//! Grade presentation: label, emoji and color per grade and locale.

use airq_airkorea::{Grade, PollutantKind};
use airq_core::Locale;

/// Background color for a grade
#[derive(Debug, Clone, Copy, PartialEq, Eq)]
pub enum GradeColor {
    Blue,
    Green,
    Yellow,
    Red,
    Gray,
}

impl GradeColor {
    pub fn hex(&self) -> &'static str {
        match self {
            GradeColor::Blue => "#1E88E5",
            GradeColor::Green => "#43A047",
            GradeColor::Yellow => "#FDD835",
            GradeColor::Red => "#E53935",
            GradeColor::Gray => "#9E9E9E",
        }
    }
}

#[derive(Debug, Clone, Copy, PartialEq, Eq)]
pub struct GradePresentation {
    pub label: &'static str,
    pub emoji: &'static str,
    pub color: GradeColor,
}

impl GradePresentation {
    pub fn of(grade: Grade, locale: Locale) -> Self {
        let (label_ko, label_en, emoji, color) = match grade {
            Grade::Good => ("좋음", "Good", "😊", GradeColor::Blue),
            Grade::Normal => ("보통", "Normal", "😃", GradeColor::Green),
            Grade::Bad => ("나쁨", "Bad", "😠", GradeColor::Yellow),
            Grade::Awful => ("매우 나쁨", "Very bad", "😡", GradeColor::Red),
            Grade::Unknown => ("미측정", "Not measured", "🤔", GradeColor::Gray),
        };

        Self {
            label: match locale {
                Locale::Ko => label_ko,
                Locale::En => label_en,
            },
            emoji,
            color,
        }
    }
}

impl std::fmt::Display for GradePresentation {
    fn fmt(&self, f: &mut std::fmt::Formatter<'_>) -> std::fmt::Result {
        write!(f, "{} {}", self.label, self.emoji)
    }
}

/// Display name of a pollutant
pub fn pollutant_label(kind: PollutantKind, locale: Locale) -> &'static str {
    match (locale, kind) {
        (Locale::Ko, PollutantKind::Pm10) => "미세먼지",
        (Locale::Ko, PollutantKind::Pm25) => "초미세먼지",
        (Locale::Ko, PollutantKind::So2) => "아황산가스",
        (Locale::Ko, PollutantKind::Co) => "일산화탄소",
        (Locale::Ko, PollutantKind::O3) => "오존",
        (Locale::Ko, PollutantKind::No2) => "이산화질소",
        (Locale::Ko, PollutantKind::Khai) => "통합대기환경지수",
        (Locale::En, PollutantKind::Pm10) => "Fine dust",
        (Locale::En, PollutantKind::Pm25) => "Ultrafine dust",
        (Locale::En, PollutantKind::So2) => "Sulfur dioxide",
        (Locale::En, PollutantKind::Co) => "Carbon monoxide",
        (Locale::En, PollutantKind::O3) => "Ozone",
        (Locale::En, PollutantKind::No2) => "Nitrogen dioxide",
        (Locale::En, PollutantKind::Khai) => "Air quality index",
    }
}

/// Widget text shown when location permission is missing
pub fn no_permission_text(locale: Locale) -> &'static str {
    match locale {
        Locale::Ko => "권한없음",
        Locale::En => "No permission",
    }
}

※ ※ ※

» Work task:
Your answer should hold only the lines from the one with "pub fn pollutant_label(kind: PollutantKind, locale: Locale)" through the end of the listing above, both ends included, written out exactly.

» Task output:
pub fn pollutant_label(kind: PollutantKind, locale: Locale) -> &'static str {
    match (locale, kind) {
        (Locale::Ko, PollutantKind::Pm10) => "미세먼지",
        (Locale::Ko, PollutantKind::Pm25) => "초미세먼지",
        (Locale::Ko, PollutantKind::So2) => "아황산가스",
        (Locale::Ko, PollutantKind::Co) => "일산화탄소",
        (Locale::Ko, PollutantKind::O3) => "오존",
        (Locale::Ko, PollutantKind::No2) => "이산화질소",
        (Locale::Ko, PollutantKind::Khai) => "통합대기환경지수",
        (Locale::En, PollutantKind::Pm10) => "Fine dust",
        (Locale::En, PollutantKind::Pm25) => "Ultrafine dust",
        (Locale::En, PollutantKind::So2) => "Sulfur dioxide",
        (Locale::En, PollutantKind::Co) => "Carbon monoxide",
        (Locale::En, PollutantKind::O3) => "Ozone",
        (Locale::En, PollutantKind::No2) => "Nitrogen dioxide",
        (Locale::En, PollutantKind::Khai) => "Air quality index",
    }
}

/// Widget text shown when location permission is missing
pub fn no_permission_text(locale: Locale) -> &'static str {
    match locale {
        Locale::Ko => "권한없음",
        Locale::En => "No permission",
    }
}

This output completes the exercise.